“Affetmek ve kabullenmek aynı şey değil mi zaten?”
“Hayır, değil.”
“O zaman farklarını söyleyin.”
“Kabul edersen, kendini affedersin; yani durumu kabullenir, yaşadıklarından ders çıkarır ve dikkat edersin,” dedi. Duraksayıp, yaşlı gözlerle bana bakarak ekledi:
“Peki, affedersem?”
“Affedersen hem kendini hem de karşındakini affeder, kabullenirsin. Yaşadıklarından ders çıkarır, dikkat eder ve o yaşadığın duygularda belirli bir rahatlama hisseder, özgürleşirsin.
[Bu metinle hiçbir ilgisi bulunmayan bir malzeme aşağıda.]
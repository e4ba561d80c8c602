//! # InputBox Component
//!
//! The "new task" field: a single-line text input with an `Add` button.
//!
//! ## Responsibilities
//!
//! - Capture text input
//! - Handle editing (backspace, delete, cursor movement, paste)
//! - Emit the raw buffer on submission (Enter or clicking `Add`)
//! - Show a placeholder while empty
//!
//! ## State Management
//!
//! The buffer is internal state. Submitting does *not* clear it: the parent
//! calls [`InputBox::clear`] only when the core accepted the task, so a
//! rejected (blank) submission leaves whatever was typed in place.

mod cursor;

use ratatui::Frame;
use ratatui::layout::{Constraint, Layout, Rect};
use ratatui::style::{Color, Modifier, Style};
use ratatui::text::Span;
use ratatui::widgets::{Block, BorderType, Paragraph};

use crate::tui::component::{Component, EventHandler};
use crate::tui::event::TuiEvent;

use cursor::{CursorState, next_char_boundary, prev_char_boundary, visible_slice};

pub const PLACEHOLDER: &str = "Enter task";
const ADD_LABEL: &str = "[ Add ]";
/// Width reserved for the Add button inside the border.
pub const ADD_BUTTON_WIDTH: u16 = ADD_LABEL.len() as u16 + 1;
/// Border top + bottom, one content line.
pub const INPUT_HEIGHT: u16 = 3;

/// High-level events emitted by the InputBox
#[derive(Debug, Clone, PartialEq)]
pub enum InputEvent {
    /// User submitted the buffer (untrimmed; the core decides validity)
    Submit(String),
    ContentChanged,
}

/// Single-line text input with an Add button.
///
/// # Props
///
/// - `focused`: whether keystrokes go here (dims the border otherwise)
pub struct InputBox {
    /// Text buffer (Internal State)
    pub buffer: String,
    /// Whether the field has keyboard focus (Prop)
    pub focused: bool,
    cursor: CursorState,
}

impl Default for InputBox {
    fn default() -> Self {
        Self::new()
    }
}

impl InputBox {
    pub fn new() -> Self {
        Self {
            buffer: String::new(),
            focused: true,
            cursor: CursorState::new(),
        }
    }

    /// Empty the buffer after an accepted add.
    pub fn clear(&mut self) {
        self.buffer.clear();
        self.cursor.reset();
    }

    fn insert_str(&mut self, text: &str) {
        self.buffer.insert_str(self.cursor.pos, text);
        self.cursor.pos += text.len();
    }

    /// Area of the Add button for a given input area (used for hit testing).
    pub fn add_button_area(area: Rect) -> Rect {
        let [_, button] = Self::split(area);
        button
    }

    fn split(area: Rect) -> [Rect; 2] {
        let inner = Block::bordered().inner(area);
        Layout::horizontal([Constraint::Min(0), Constraint::Length(ADD_BUTTON_WIDTH)])
            .areas(inner)
    }
}

impl Component for InputBox {
    fn render(&mut self, frame: &mut Frame, area: Rect) {
        let border_style = if self.focused {
            Style::default().fg(Color::Green)
        } else {
            Style::default().fg(Color::Green).add_modifier(Modifier::DIM)
        };
        let block = Block::bordered()
            .border_type(BorderType::Rounded)
            .border_style(border_style)
            .title("New task");
        frame.render_widget(block, area);

        let [text_area, button_area] = Self::split(area);
        let width = text_area.width as usize;
        self.cursor.update_scroll(&self.buffer, width);

        let text = if self.buffer.is_empty() {
            Paragraph::new(Span::styled(
                PLACEHOLDER,
                Style::default().fg(Color::DarkGray),
            ))
        } else {
            Paragraph::new(visible_slice(&self.buffer, self.cursor.scroll_col, width))
        };
        frame.render_widget(text, text_area);

        let button = Paragraph::new(Span::styled(
            ADD_LABEL,
            Style::default().fg(Color::Cyan).add_modifier(Modifier::BOLD),
        ))
        .alignment(ratatui::layout::Alignment::Right);
        frame.render_widget(button, button_area);

        if self.focused && text_area.width > 0 {
            let offset = self.cursor.column(&self.buffer) - self.cursor.scroll_col;
            let x = text_area.x + (offset as u16).min(text_area.width - 1);
            frame.set_cursor_position((x, text_area.y));
        }
    }
}

impl EventHandler for InputBox {
    type Event = InputEvent;

    fn handle_event(&mut self, event: &TuiEvent) -> Option<Self::Event> {
        match event {
            TuiEvent::InputChar(c) => {
                let mut utf8 = [0u8; 4];
                self.insert_str(c.encode_utf8(&mut utf8));
                Some(InputEvent::ContentChanged)
            }
            TuiEvent::Paste(text) => {
                // Task text is a single line
                let flat: String = text
                    .chars()
                    .map(|c| if c == '\n' || c == '\r' { ' ' } else { c })
                    .collect();
                self.insert_str(&flat);
                Some(InputEvent::ContentChanged)
            }
            TuiEvent::Backspace => {
                if self.cursor.pos == 0 {
                    return None;
                }
                let prev = prev_char_boundary(&self.buffer, self.cursor.pos);
                self.buffer.drain(prev..self.cursor.pos);
                self.cursor.pos = prev;
                Some(InputEvent::ContentChanged)
            }
            TuiEvent::Delete => {
                if self.cursor.pos >= self.buffer.len() {
                    return None;
                }
                let next = next_char_boundary(&self.buffer, self.cursor.pos);
                self.buffer.drain(self.cursor.pos..next);
                Some(InputEvent::ContentChanged)
            }
            TuiEvent::CursorLeft => self
                .cursor
                .move_left(&self.buffer)
                .then_some(InputEvent::ContentChanged),
            TuiEvent::CursorRight => self
                .cursor
                .move_right(&self.buffer)
                .then_some(InputEvent::ContentChanged),
            TuiEvent::CursorHome => self.cursor.move_home().then_some(InputEvent::ContentChanged),
            TuiEvent::CursorEnd => self
                .cursor
                .move_end(&self.buffer)
                .then_some(InputEvent::ContentChanged),
            TuiEvent::Submit => Some(InputEvent::Submit(self.buffer.clone())),
            _ => None,
        }
    }
}

#[cfg(test)]
mod tests {
    use super::*;
    use ratatui::Terminal;
    use ratatui::backend::TestBackend;

    fn type_text(input: &mut InputBox, text: &str) {
        for c in text.chars() {
            input.handle_event(&TuiEvent::InputChar(c));
        }
    }

    fn rendered_text(input: &mut InputBox, width: u16) -> String {
        let backend = TestBackend::new(width, INPUT_HEIGHT);
        let mut terminal = Terminal::new(backend).unwrap();
        terminal.draw(|f| input.render(f, f.area())).unwrap();
        terminal
            .backend()
            .buffer()
            .content()
            .iter()
            .map(|c| c.symbol())
            .collect()
    }

    #[test]
    fn test_input_box_new() {
        let input = InputBox::new();
        assert!(input.buffer.is_empty());
        assert!(input.focused);
    }

    #[test]
    fn test_handle_input() {
        let mut input = InputBox::new();

        let res = input.handle_event(&TuiEvent::InputChar('a'));
        assert_eq!(res, Some(InputEvent::ContentChanged));
        type_text(&mut input, "b");
        assert_eq!(input.buffer, "ab");

        let res = input.handle_event(&TuiEvent::Backspace);
        assert_eq!(res, Some(InputEvent::ContentChanged));
        assert_eq!(input.buffer, "a");
    }

    #[test]
    fn test_edit_in_middle() {
        let mut input = InputBox::new();
        type_text(&mut input, "Buy mlk");
        input.handle_event(&TuiEvent::CursorLeft);
        input.handle_event(&TuiEvent::CursorLeft);
        type_text(&mut input, "i");
        assert_eq!(input.buffer, "Buy milk");

        input.handle_event(&TuiEvent::CursorHome);
        input.handle_event(&TuiEvent::Delete);
        assert_eq!(input.buffer, "uy milk");
    }

    #[test]
    fn test_backspace_at_start_is_ignored() {
        let mut input = InputBox::new();
        assert_eq!(input.handle_event(&TuiEvent::Backspace), None);
        assert_eq!(input.handle_event(&TuiEvent::Delete), None);
    }

    #[test]
    fn test_submit_does_not_clear() {
        let mut input = InputBox::new();
        type_text(&mut input, "hello");

        let res = input.handle_event(&TuiEvent::Submit);
        assert_eq!(res, Some(InputEvent::Submit("hello".to_string())));
        assert_eq!(input.buffer, "hello");

        input.clear();
        assert!(input.buffer.is_empty());
        // Cursor went back to the start with the buffer
        type_text(&mut input, "x");
        assert_eq!(input.buffer, "x");
    }

    #[test]
    fn test_submit_blank_passes_raw_text() {
        let mut input = InputBox::new();
        type_text(&mut input, "   ");
        let res = input.handle_event(&TuiEvent::Submit);
        assert_eq!(res, Some(InputEvent::Submit("   ".to_string())));
    }

    #[test]
    fn test_paste_flattens_newlines() {
        let mut input = InputBox::new();
        input.handle_event(&TuiEvent::Paste("Buy\nmilk\r\n".to_string()));
        assert_eq!(input.buffer, "Buy milk  ");
    }

    #[test]
    fn test_render_placeholder_and_button() {
        let mut input = InputBox::new();
        let text = rendered_text(&mut input, 40);
        assert!(text.contains("New task"));
        assert!(text.contains(PLACEHOLDER));
        assert!(text.contains("[ Add ]"));
    }

    #[test]
    fn test_render_scrolls_long_text() {
        let mut input = InputBox::new();
        type_text(&mut input, "abcdefghijklmnopqrstuvwxyz0123456789");
        let text = rendered_text(&mut input, 30);
        // Cursor is at the end, so the tail stays visible
        assert!(text.contains("789"));
        assert!(!text.contains("abc"));
        assert!(!text.contains(PLACEHOLDER));
    }

    #[test]
    fn test_add_button_area_is_inside_border() {
        let area = Rect::new(0, 0, 40, INPUT_HEIGHT);
        let button = InputBox::add_button_area(area);
        assert_eq!(button.y, 1);
        assert_eq!(button.width, ADD_BUTTON_WIDTH);
        assert_eq!(button.x + button.width, 39);
    }
}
Fakat…” dedi, yüzünü yere eğerek.
“Fakat ne?” dedim merakla. Yüzünü kaldırdı ve üzüntüyle baktı.
“Kabullendikten sonra hissettiklerin, yaşadıkların daha azdır ve kabul etmek kolaydır. Fakat affettikten sonra yaşadıkların ve hissettiklerin ferahlık, rahatlama, özgürlük, erdem… Ne istersen diyebilirsin. Ama affetmek zordur.”
“Ferahlık, rahatlama, özgürlük, erdem… Kabul ettikten sonra da gelir. Affetme ve kabullenme… İkisi de aynı kapıya çıkıyor zaten. Siz her ne kadar farklı göstermiş olsanız da.”
“Kapı aynı yere çıksa da aynı yollardan geçmiyorlar. O kapı, senin seçtiğin yolu tamamladıktan sonra açılacak.”
Değerlendirmeler
Henüz değerlendirme yapılmadı.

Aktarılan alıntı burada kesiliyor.